■ Task details ■
Up to and including the line with "pub mod builders;", restate the records below word for word, beginning with their first line.

______________________________

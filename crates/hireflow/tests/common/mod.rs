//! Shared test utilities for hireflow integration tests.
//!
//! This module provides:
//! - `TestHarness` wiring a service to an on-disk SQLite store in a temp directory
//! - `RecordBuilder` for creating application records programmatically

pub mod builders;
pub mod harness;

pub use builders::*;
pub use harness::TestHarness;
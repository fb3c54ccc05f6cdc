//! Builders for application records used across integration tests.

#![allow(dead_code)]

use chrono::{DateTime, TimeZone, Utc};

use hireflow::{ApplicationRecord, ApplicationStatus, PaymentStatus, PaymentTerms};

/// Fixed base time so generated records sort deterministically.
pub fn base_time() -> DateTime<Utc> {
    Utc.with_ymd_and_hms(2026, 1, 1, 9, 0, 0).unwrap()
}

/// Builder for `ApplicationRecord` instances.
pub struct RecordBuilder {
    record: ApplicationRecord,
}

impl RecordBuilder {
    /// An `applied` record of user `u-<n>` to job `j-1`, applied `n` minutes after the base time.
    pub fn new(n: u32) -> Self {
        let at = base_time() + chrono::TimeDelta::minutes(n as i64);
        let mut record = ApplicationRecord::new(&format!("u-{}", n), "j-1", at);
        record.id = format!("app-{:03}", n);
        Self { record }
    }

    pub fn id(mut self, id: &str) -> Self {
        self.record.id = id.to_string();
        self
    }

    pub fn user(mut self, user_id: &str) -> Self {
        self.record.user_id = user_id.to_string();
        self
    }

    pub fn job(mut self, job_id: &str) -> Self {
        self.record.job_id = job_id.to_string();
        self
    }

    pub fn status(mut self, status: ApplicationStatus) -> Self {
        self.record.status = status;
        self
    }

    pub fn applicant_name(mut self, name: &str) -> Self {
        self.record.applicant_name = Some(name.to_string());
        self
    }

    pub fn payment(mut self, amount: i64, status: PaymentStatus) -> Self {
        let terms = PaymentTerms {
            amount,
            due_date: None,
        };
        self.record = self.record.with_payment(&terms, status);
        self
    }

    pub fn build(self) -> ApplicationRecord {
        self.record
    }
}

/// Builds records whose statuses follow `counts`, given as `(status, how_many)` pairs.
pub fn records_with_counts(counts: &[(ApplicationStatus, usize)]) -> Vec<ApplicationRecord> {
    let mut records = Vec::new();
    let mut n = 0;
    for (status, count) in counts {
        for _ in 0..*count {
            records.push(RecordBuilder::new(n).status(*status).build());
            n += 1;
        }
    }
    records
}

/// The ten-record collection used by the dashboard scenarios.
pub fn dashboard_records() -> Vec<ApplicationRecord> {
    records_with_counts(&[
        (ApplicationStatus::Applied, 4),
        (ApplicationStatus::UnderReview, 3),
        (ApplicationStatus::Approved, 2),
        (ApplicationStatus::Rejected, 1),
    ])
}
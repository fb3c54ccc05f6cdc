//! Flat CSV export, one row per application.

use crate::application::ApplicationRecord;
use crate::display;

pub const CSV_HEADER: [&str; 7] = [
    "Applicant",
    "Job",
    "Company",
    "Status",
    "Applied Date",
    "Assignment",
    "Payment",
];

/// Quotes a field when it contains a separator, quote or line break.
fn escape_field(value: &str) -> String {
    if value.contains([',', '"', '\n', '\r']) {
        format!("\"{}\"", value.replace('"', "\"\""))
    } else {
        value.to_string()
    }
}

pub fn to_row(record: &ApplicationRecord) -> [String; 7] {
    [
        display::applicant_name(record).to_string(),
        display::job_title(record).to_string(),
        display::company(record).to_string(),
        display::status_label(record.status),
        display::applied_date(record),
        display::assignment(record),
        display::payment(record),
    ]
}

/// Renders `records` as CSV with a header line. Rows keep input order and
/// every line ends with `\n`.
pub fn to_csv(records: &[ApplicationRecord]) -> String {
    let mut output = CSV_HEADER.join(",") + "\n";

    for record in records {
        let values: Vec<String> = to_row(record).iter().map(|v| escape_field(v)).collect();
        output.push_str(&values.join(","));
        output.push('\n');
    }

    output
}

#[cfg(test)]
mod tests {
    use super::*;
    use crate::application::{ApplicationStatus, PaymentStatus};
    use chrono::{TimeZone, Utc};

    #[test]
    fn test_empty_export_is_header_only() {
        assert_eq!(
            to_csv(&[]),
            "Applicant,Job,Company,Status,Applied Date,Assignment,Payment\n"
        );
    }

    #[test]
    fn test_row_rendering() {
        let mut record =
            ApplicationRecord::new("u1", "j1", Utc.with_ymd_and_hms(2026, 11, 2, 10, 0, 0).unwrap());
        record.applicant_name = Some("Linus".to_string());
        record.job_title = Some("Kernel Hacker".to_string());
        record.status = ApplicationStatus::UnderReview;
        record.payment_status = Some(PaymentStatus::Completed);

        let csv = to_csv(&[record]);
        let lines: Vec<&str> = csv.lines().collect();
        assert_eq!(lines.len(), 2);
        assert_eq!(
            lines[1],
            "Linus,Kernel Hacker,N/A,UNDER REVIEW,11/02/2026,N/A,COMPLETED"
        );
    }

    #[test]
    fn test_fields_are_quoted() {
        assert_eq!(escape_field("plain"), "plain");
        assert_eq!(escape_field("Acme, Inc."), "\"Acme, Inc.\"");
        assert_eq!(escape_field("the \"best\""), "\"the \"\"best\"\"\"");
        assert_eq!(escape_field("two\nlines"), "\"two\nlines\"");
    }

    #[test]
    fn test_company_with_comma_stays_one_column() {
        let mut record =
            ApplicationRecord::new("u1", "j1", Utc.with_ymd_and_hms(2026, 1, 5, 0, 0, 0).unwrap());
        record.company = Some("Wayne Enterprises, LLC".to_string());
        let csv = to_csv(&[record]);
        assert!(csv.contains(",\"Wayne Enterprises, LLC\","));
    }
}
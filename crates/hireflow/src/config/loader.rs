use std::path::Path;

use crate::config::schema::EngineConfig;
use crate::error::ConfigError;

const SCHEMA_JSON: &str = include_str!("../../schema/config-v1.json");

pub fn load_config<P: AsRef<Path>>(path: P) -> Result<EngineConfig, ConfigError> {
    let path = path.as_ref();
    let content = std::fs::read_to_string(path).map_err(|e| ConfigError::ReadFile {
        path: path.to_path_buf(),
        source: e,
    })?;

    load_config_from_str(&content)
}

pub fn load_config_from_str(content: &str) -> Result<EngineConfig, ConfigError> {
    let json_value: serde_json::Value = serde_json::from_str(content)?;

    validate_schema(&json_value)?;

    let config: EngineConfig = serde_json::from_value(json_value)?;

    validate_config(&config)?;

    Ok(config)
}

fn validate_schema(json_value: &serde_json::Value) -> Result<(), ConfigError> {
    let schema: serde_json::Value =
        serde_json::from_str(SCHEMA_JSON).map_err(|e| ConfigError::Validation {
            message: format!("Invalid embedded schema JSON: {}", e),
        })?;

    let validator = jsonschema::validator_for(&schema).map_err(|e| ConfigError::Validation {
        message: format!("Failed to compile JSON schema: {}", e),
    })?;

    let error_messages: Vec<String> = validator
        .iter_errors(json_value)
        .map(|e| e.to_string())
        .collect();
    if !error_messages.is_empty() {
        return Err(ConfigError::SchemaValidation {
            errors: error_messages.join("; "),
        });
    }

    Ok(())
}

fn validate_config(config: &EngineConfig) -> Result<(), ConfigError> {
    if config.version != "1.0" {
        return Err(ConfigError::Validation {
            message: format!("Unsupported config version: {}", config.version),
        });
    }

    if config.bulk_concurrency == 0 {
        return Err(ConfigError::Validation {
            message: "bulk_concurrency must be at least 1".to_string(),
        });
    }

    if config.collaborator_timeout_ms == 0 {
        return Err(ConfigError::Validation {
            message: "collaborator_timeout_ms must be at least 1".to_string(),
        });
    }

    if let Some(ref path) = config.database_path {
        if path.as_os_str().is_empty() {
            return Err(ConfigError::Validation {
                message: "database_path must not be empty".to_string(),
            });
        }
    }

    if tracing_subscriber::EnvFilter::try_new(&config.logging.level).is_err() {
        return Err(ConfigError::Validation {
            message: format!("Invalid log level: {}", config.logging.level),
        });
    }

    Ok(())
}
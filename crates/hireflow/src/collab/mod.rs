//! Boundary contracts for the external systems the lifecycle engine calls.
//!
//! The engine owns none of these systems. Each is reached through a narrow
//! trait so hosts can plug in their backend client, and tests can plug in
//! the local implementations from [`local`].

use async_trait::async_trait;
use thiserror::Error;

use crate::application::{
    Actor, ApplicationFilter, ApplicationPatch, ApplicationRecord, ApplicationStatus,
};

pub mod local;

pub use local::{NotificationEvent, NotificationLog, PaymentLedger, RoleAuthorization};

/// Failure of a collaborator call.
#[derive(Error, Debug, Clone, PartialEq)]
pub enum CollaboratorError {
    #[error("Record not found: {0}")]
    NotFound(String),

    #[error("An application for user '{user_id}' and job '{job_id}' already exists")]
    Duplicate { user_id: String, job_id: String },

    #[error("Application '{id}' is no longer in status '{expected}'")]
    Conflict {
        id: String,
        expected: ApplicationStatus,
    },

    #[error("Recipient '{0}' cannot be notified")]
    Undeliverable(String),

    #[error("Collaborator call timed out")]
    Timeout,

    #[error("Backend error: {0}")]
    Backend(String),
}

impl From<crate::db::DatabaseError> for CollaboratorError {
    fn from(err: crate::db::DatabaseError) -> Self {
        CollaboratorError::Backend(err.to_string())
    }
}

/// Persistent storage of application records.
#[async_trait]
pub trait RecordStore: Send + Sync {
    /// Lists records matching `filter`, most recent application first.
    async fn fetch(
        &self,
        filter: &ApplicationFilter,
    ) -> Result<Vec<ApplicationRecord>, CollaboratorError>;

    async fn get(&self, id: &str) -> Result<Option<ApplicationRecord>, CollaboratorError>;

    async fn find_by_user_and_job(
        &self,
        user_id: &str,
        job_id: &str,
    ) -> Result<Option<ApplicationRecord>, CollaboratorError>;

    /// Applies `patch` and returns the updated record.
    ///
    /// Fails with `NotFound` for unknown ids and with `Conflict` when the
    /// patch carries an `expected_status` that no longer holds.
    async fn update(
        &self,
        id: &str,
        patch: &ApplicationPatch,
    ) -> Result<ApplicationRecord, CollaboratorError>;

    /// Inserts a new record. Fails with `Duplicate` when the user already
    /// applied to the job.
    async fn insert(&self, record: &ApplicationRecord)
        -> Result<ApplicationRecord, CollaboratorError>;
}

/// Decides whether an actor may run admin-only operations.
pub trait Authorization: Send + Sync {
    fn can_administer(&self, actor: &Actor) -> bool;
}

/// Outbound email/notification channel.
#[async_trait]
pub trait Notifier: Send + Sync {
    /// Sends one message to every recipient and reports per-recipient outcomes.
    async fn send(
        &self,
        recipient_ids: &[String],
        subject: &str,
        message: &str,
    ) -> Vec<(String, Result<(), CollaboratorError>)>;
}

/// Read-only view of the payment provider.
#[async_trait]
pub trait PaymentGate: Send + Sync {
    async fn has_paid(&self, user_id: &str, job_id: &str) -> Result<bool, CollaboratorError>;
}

______________________________

■ Answer section ■
filename crates/hireflow/tests/common/mod.rs
//! Shared test utilities for hireflow integration tests.
//!
//! This module provides:
//! - `TestHarness` wiring a service to an on-disk SQLite store in a temp directory
//! - `RecordBuilder` for creating application records programmatically

pub mod builders;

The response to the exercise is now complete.